▶ [PROMPT]:
Take the data below and filter it for lines containing the word "predictor"; show each line found.

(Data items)
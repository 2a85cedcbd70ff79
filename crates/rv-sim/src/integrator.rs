//! Variable-step BDF integrator with terminal events.
//!
//! The first step is backward Euler; later steps use variable-step BDF2:
//!
//! ```text
//! w  = h / h_prev
//! y1 - a1 * y0 + a2 * y_prev = h * b * f(t1, y1)
//! a1 = (1 + w)^2 / (1 + 2w),  a2 = w^2 / (1 + 2w),  b = (1 + w) / (1 + 2w)
//! ```
//!
//! The corrector is solved with Newton ([`rv_solver::newton_solve`]) from an
//! explicit predictor; the corrector-predictor difference gives the local
//! error estimate. Events are checked on every accepted step and located on
//! the cubic Hermite interpolant of the step.

use crate::error::{SimError, SimResult};
use crate::events::{Event, EventHit};
use crate::model::OdeSystem;
use nalgebra::DVector;
use rv_solver::{BisectionConfig, NewtonConfig, bisect, finite_difference_jacobian, newton_solve};
use serde::{Deserialize, Serialize};
use tracing::debug;

/// Step size and tolerance settings.
#[derive(Clone, Debug, PartialEq, Serialize, Deserialize)]
#[serde(default)]
pub struct SolverOptions {
    /// Relative tolerance of the local error test.
    pub rtol: f64,
    /// Absolute tolerance of the local error test.
    pub atol: f64,
    /// Upper bound on any step [s].
    pub max_step: f64,
    /// Initial step; estimated from the problem when absent.
    pub first_step: Option<f64>,
    /// Accepted plus rejected step attempts before giving up.
    pub max_steps: usize,
}

impl Default for SolverOptions {
    fn default() -> Self {
        Self {
            rtol: 1e-3,
            atol: 1e-6,
            max_step: 1.0,
            first_step: None,
            max_steps: 1_000_000,
        }
    }
}

impl SolverOptions {
    pub fn validate(&self) -> SimResult<()> {
        if !self.rtol.is_finite() || self.rtol <= 0.0 {
            return Err(SimError::InvalidArg {
                what: "rtol must be positive",
            });
        }
        if !self.atol.is_finite() || self.atol <= 0.0 {
            return Err(SimError::InvalidArg {
                what: "atol must be positive",
            });
        }
        if self.max_step.is_nan() || self.max_step <= 0.0 {
            return Err(SimError::InvalidArg {
                what: "max_step must be positive",
            });
        }
        if let Some(h) = self.first_step {
            if !h.is_finite() || h <= 0.0 {
                return Err(SimError::InvalidArg {
                    what: "first_step must be positive",
                });
            }
        }
        if self.max_steps == 0 {
            return Err(SimError::InvalidArg {
                what: "max_steps must be positive",
            });
        }
        Ok(())
    }
}

/// Why integration stopped.
#[derive(Clone, Debug, PartialEq, Serialize)]
#[serde(tag = "kind", rename_all = "snake_case")]
pub enum Termination {
    /// Reached the end of the time span.
    EndOfSpan,
    /// A terminal event fired.
    Event { index: usize, name: String },
}

#[derive(Clone, Copy, Debug, Default, PartialEq, Serialize)]
pub struct StepStats {
    pub accepted: usize,
    pub rejected: usize,
}

/// Accepted samples of one integration, ending at the event time when an
/// event fired.
#[derive(Clone, Debug)]
pub struct Solution {
    pub t: Vec<f64>,
    pub y: Vec<DVector<f64>>,
    pub termination: Termination,
    pub event: Option<EventHit>,
    pub stats: StepStats,
}

impl Solution {
    /// Samples of state component `i`.
    pub fn component(&self, i: usize) -> Vec<f64> {
        self.y.iter().map(|y| y[i]).collect()
    }
}

/// Safety factor on the optimal step.
const SAFETY: f64 = 0.9;
const MIN_FACTOR: f64 = 0.2;
const MAX_FACTOR: f64 = 2.0;
/// Error constants relating corrector-predictor difference to local error
/// (exact for constant steps).
const ERROR_CONST_BDF1: f64 = 0.5;
const ERROR_CONST_BDF2: f64 = 0.4;

#[derive(Clone, Debug)]
pub struct Bdf {
    pub options: SolverOptions,
}

impl Default for Bdf {
    fn default() -> Self {
        Self::new(SolverOptions::default())
    }
}

impl Bdf {
    pub fn new(options: SolverOptions) -> Self {
        Self { options }
    }

    /// Integrate `system` over `t_span` from `y0`, stopping at the first
    /// event that fires.
    ///
    /// # Errors
    /// `InvalidArg` for a malformed span, state or options (before any step),
    /// `IntegrationFailed` on step size underflow, step cap or non-finite
    /// state, and any error raised by the system itself.
    pub fn integrate<S: OdeSystem>(
        &self,
        system: &S,
        t_span: (f64, f64),
        y0: DVector<f64>,
        events: &[Event],
    ) -> SimResult<Solution> {
        let opts = &self.options;
        opts.validate()?;
        let (t0, t_end) = t_span;
        if !t0.is_finite() || !t_end.is_finite() {
            return Err(SimError::InvalidArg {
                what: "time span must be finite",
            });
        }
        if t_end <= t0 {
            return Err(SimError::InvalidArg {
                what: "time span must have positive length",
            });
        }
        if y0.len() != system.dimension() {
            return Err(SimError::InvalidArg {
                what: "initial state length does not match the system",
            });
        }
        if !all_finite(&y0) {
            return Err(SimError::InvalidArg {
                what: "initial state must be finite",
            });
        }

        let mut t = t0;
        let mut y = y0;
        let mut f = system.rhs(t, &y)?;
        let mut g: Vec<f64> = events.iter().map(|e| e.value(t, &y)).collect();

        let mut h = match opts.first_step {
            Some(h) => h,
            None => self.initial_step(system, t, &y, &f)?,
        }
        .min(opts.max_step);

        let mut history: Option<(f64, DVector<f64>)> = None;
        let mut ts = vec![t];
        let mut ys = vec![y.clone()];
        let mut stats = StepStats::default();

        loop {
            if stats.accepted + stats.rejected >= opts.max_steps {
                return Err(SimError::IntegrationFailed {
                    what: format!("step limit {} reached at t = {t}", opts.max_steps),
                });
            }

            let min_step = 10.0 * f64::EPSILON * t.abs().max(1.0);
            h = h.min(opts.max_step);
            // never leave a remainder shorter than the minimum step
            let last = t + h >= t_end - min_step;
            if last {
                h = t_end - t;
            }
            if h < min_step {
                return Err(SimError::IntegrationFailed {
                    what: format!("step size {h:e} underflow at t = {t}"),
                });
            }
            let t_new = if last { t_end } else { t + h };

            let (y_pred, a1, a2, b, error_const, order) = match &history {
                None => (&y + &f * h, 1.0, 0.0, 1.0, ERROR_CONST_BDF1, 1),
                Some((t_prev, y_prev)) => {
                    let h_prev = t - t_prev;
                    let w = h / h_prev;
                    let denom = 1.0 + 2.0 * w;
                    let c = (y_prev - &y + &f * h_prev) / (h_prev * h_prev);
                    (
                        &y + &f * h + c * (h * h),
                        (1.0 + w) * (1.0 + w) / denom,
                        w * w / denom,
                        (1.0 + w) / denom,
                        ERROR_CONST_BDF2,
                        2,
                    )
                }
            };
            let y_prev = history.as_ref().map(|(_, yp)| yp);

            let scale = self.scale(&y, &y_pred);
            let newton = NewtonConfig {
                max_iterations: 10,
                abs_tol: 1e-3 * scale.min(),
                rel_tol: 0.0,
                ..NewtonConfig::default()
            };
            let residual = |z: &DVector<f64>| -> SimResult<DVector<f64>> {
                let mut r = z - &y * a1 - system.rhs(t_new, z)? * (h * b);
                if let Some(yp) = y_prev {
                    r += yp * a2;
                }
                Ok(r)
            };
            let jacobian = |z: &DVector<f64>| {
                finite_difference_jacobian(z, None, residual, f64::EPSILON.sqrt())
            };

            let y_new = match newton_solve(y_pred.clone(), residual, jacobian, &newton) {
                Ok(res) => res.x,
                Err(e) if e.is_recoverable_by_step_reduction() => {
                    debug!(t, h, error = %e, "corrector failed, halving step");
                    stats.rejected += 1;
                    h *= 0.5;
                    continue;
                }
                Err(e) => return Err(e),
            };
            if !all_finite(&y_new) {
                return Err(SimError::IntegrationFailed {
                    what: format!("non-finite state at t = {t_new}"),
                });
            }

            let scale = self.scale(&y, &y_new);
            let err = ((&y_new - &y_pred) * error_const).component_div(&scale);
            let err_norm = err.norm() / (err.len() as f64).sqrt();
            let exponent = -1.0 / (order as f64 + 1.0);

            if err_norm > 1.0 {
                let factor = (SAFETY * err_norm.powf(exponent)).max(MIN_FACTOR);
                debug!(t, h, err_norm, "step rejected");
                stats.rejected += 1;
                h *= factor;
                continue;
            }

            stats.accepted += 1;
            let f_new = system.rhs(t_new, &y_new)?;
            let g_new: Vec<f64> = events.iter().map(|e| e.value(t_new, &y_new)).collect();

            let step = HermiteStep {
                t0: t,
                t1: t_new,
                y0: &y,
                f0: &f,
                y1: &y_new,
                f1: &f_new,
            };
            if let Some(hit) = locate_events(events, &g, &g_new, &step)? {
                debug!(event = %hit.name, t = hit.t, "terminal event");
                // an event already zero at the step start replaces that sample
                if hit.t <= t {
                    ts.pop();
                    ys.pop();
                }
                ts.push(hit.t);
                ys.push(hit.y.clone());
                return Ok(Solution {
                    t: ts,
                    y: ys,
                    termination: Termination::Event {
                        index: hit.index,
                        name: hit.name.clone(),
                    },
                    event: Some(hit),
                    stats,
                });
            }

            ts.push(t_new);
            ys.push(y_new.clone());
            if last {
                return Ok(Solution {
                    t: ts,
                    y: ys,
                    termination: Termination::EndOfSpan,
                    event: None,
                    stats,
                });
            }

            let factor = if err_norm == 0.0 {
                MAX_FACTOR
            } else {
                (SAFETY * err_norm.powf(exponent)).clamp(MIN_FACTOR, MAX_FACTOR)
            };
            history = Some((t, y));
            t = t_new;
            y = y_new;
            f = f_new;
            g = g_new;
            h *= factor;
        }
    }

    fn scale(&self, a: &DVector<f64>, b: &DVector<f64>) -> DVector<f64> {
        a.zip_map(b, |x, z| {
            self.options.atol + self.options.rtol * x.abs().max(z.abs())
        })
    }

    /// Initial step from the size of the state, its derivative and a
    /// finite-difference estimate of the second derivative.
    fn initial_step<S: OdeSystem>(
        &self,
        system: &S,
        t0: f64,
        y0: &DVector<f64>,
        f0: &DVector<f64>,
    ) -> SimResult<f64> {
        let rms = |v: &DVector<f64>, scale: &DVector<f64>| {
            v.component_div(scale).norm() / (v.len() as f64).sqrt()
        };
        let scale = self.scale(y0, y0);
        let d0 = rms(y0, &scale);
        let d1 = rms(f0, &scale);
        let h0 = if d0 < 1e-5 || d1 < 1e-5 {
            1e-6
        } else {
            0.01 * d0 / d1
        };

        let y1 = y0 + f0 * h0;
        let f1 = system.rhs(t0 + h0, &y1)?;
        let d2 = rms(&(f1 - f0), &scale) / h0;

        // first step is order 1
        let h1 = if d1 <= 1e-15 && d2 <= 1e-15 {
            (h0 * 1e-3).max(1e-6)
        } else {
            (0.01 / d1.max(d2)).sqrt()
        };
        Ok((100.0 * h0).min(h1))
    }
}

fn all_finite(v: &DVector<f64>) -> bool {
    v.iter().all(|x| x.is_finite())
}

/// Cubic Hermite interpolant across one accepted step.
struct HermiteStep<'a> {
    t0: f64,
    t1: f64,
    y0: &'a DVector<f64>,
    f0: &'a DVector<f64>,
    y1: &'a DVector<f64>,
    f1: &'a DVector<f64>,
}

impl HermiteStep<'_> {
    fn eval(&self, t: f64) -> DVector<f64> {
        let h = self.t1 - self.t0;
        let s = (t - self.t0) / h;
        let s2 = s * s;
        let s3 = s2 * s;
        let h00 = 2.0 * s3 - 3.0 * s2 + 1.0;
        let h10 = s3 - 2.0 * s2 + s;
        let h01 = -2.0 * s3 + 3.0 * s2;
        let h11 = s3 - s2;
        self.y0 * h00 + self.f0 * (h10 * h) + self.y1 * h01 + self.f1 * (h11 * h)
    }
}

/// Earliest event firing inside the step, if any.
fn locate_events(
    events: &[Event],
    g_old: &[f64],
    g_new: &[f64],
    step: &HermiteStep<'_>,
) -> SimResult<Option<EventHit>> {
    let config = BisectionConfig {
        tolerance: 4.0 * f64::EPSILON * step.t1.abs().max(1.0),
        max_iterations: 200,
    };

    let mut first: Option<(usize, f64)> = None;
    for (i, event) in events.iter().enumerate() {
        if !event.triggered(g_old[i], g_new[i]) {
            continue;
        }
        let root = bisect(
            |t| Ok(event.value(t, &step.eval(t))),
            step.t0,
            step.t1,
            &config,
        )?
        .root;
        if first.is_none_or(|(_, t)| root < t) {
            first = Some((i, root));
        }
    }

    Ok(first.map(|(index, t)| EventHit {
        index,
        name: events[index].name().to_string(),
        t,
        y: step.eval(t),
    }))
}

▶ [ANSWER FOR THE TASK]:
//! explicit predictor; the corrector-predictor difference gives the local
/// Error constants relating corrector-predictor difference to local error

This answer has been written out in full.